Dataset records section start

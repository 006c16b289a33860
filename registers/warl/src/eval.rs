// Licensed under the Apache-2.0 license

//! Execution of compiled procedures.

use crate::procedure::{CompiledRegisters, Expr, Procedure, Stmt};
use crate::types::{PrivilegeLevel, RegisterState};
use crate::util::{insert, low_bits, slice};
use std::collections::BTreeMap;

/// Result of one `legalize` call.
#[derive(Clone, Debug, Default, PartialEq, Eq)]
pub struct Outcome {
    /// New value of the legalized register.
    pub value: u64,
    /// Values stored to other registers, in program order.
    pub stores: Vec<(String, u64)>,
}

/// Caller state overlaid with the stores of the running procedure.
struct Frame<'a> {
    base: &'a dyn RegisterState,
    stores: Vec<(String, u64)>,
}

impl RegisterState for Frame<'_> {
    fn register_value(&self, name: &str) -> u64 {
        self.stores
            .iter()
            .rev()
            .find(|(n, _)| n == name)
            .map_or_else(|| self.base.register_value(name), |(_, v)| *v)
    }
}

impl CompiledRegisters {
    /// Runs `register`'s legalize procedure without touching `state`.
    ///
    /// Returns `None` for registers that were not assembled.
    pub fn legalize(
        &self,
        register: &str,
        state: &dyn RegisterState,
        current: u64,
        written: u64,
    ) -> Option<Outcome> {
        let procedures = self.register(register)?;
        Some(self.run(
            &procedures.legalize,
            procedures.width,
            state,
            current,
            written,
        ))
    }

    /// Present value of `register` given its stored value `current`.
    pub fn get(&self, register: &str, state: &dyn RegisterState, current: u64) -> Option<u64> {
        let procedures = self.register(register)?;
        Some(match &procedures.get {
            Some(get) => self.run(get, procedures.width, state, current, 0).value,
            None => current,
        })
    }

    pub(crate) fn run(
        &self,
        procedure: &Procedure,
        width: u32,
        state: &dyn RegisterState,
        current: u64,
        written: u64,
    ) -> Outcome {
        let mut frame = Frame {
            base: state,
            stores: Vec::new(),
        };
        let mut acc = 0;
        for stmt in &procedure.body {
            match stmt {
                Stmt::Assign(expr) => acc = self.eval(expr, &mut frame, current, written, acc),
                Stmt::Store { register, value } => {
                    let value = self.eval(value, &mut frame, current, written, acc);
                    let value = self
                        .register(register)
                        .map_or(value, |r| value & low_bits(r.width));
                    frame.stores.push((register.clone(), value));
                }
            }
        }
        Outcome {
            value: acc & low_bits(width),
            stores: frame.stores,
        }
    }

    fn eval(&self, expr: &Expr, frame: &mut Frame, current: u64, written: u64, acc: u64) -> u64 {
        match expr {
            Expr::Current => current,
            Expr::Written => written,
            Expr::Acc => acc,
            Expr::Const(value) => *value,
            Expr::Register(name) => frame.register_value(name),
            Expr::Slice { value, msb, lsb } => {
                slice(self.eval(value, frame, current, written, acc), *msb, *lsb)
            }
            Expr::Insert {
                base,
                msb,
                lsb,
                value,
            } => {
                let base = self.eval(base, frame, current, written, acc);
                let value = self.eval(value, frame, current, written, acc);
                insert(base, *msb, *lsb, value)
            }
            Expr::LegalizeField {
                procedure,
                current: field_current,
                written: field_written,
            } => {
                let c = self.eval(field_current, frame, current, written, acc);
                let w = self.eval(field_written, frame, current, written, acc);
                match self.field(procedure) {
                    Some(field) => field.call(c, w, &*frame),
                    None => {
                        log::error!("call to unknown field procedure {procedure}");
                        w
                    }
                }
            }
            Expr::LegalizeRegister {
                register,
                current: target_current,
                written: target_written,
            } => {
                let c = self.eval(target_current, frame, current, written, acc);
                let w = self.eval(target_written, frame, current, written, acc);
                match self.register(register) {
                    Some(target) => {
                        let outcome = self.run(&target.legalize, target.width, &*frame, c, w);
                        frame.stores.extend(outcome.stores);
                        outcome.value
                    }
                    None => {
                        log::error!("call to unknown register procedure {register}");
                        w
                    }
                }
            }
        }
    }
}

/// Register storage driven by a [`CompiledRegisters`].
///
/// Registers are keyed by name; addresses are resolved through the dispatch
/// tables. Every access is total: unknown addresses report `None` rather
/// than failing.
pub struct RegisterFile<'a> {
    compiled: &'a CompiledRegisters,
    values: BTreeMap<String, u64>,
}

impl<'a> RegisterFile<'a> {
    /// Creates a register file holding the reset values.
    pub fn new(compiled: &'a CompiledRegisters) -> Self {
        let mut file = Self {
            compiled,
            values: BTreeMap::new(),
        };
        file.reset();
        file
    }

    /// Assigns every register its reset value.
    pub fn reset(&mut self) {
        self.values.clear();
        let outcome = self.compiled.run(&self.compiled.reset, 64, &self.values, 0, 0);
        self.values.extend(outcome.stores);
    }

    /// Stored value of `name`, without read-side synthesis.
    pub fn value(&self, name: &str) -> Option<u64> {
        self.values.get(name).copied()
    }

    /// Overwrites the stored value of `name`, bypassing legalization.
    pub fn set_value(&mut self, name: &str, value: u64) {
        let value = self
            .compiled
            .register(name)
            .map_or(value, |r| value & low_bits(r.width));
        self.values.insert(name.to_string(), value);
    }

    pub fn read(&self, address: u32) -> Option<u64> {
        let name = self.compiled.tables.read.get(&address)?;
        let current = self.values.register_value(name);
        self.compiled.get(name, &self.values, current)
    }

    /// Legalizes and stores `value`, returning the stored result.
    pub fn write(&mut self, address: u32, value: u64) -> Option<u64> {
        let name = self.compiled.tables.write.get(&address)?;
        let current = self.values.register_value(name);
        let outcome = self.compiled.legalize(name, &self.values, current, value)?;
        log::trace!(
            "write {name} {value:#x} -> {:#x} ({} shadow stores)",
            outcome.value,
            outcome.stores.len()
        );
        self.values.extend(outcome.stores);
        self.values.insert(name.clone(), outcome.value);
        Some(outcome.value)
    }

    pub fn is_defined(&self, address: u32, level: PrivilegeLevel) -> bool {
        self.compiled.tables.is_defined(address, level)
    }

    pub fn name_of(&self, address: u32) -> Option<&str> {
        self.compiled.tables.name_of(address)
    }

    pub fn address_of(&self, name: &str) -> Option<u32> {
        self.compiled.tables.address_of(name)
    }
}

Dataset records section end

**Exercise details:**
Every line of the listing that holds the string "error" counts once. Give the total alone.

**Problem solution:**
2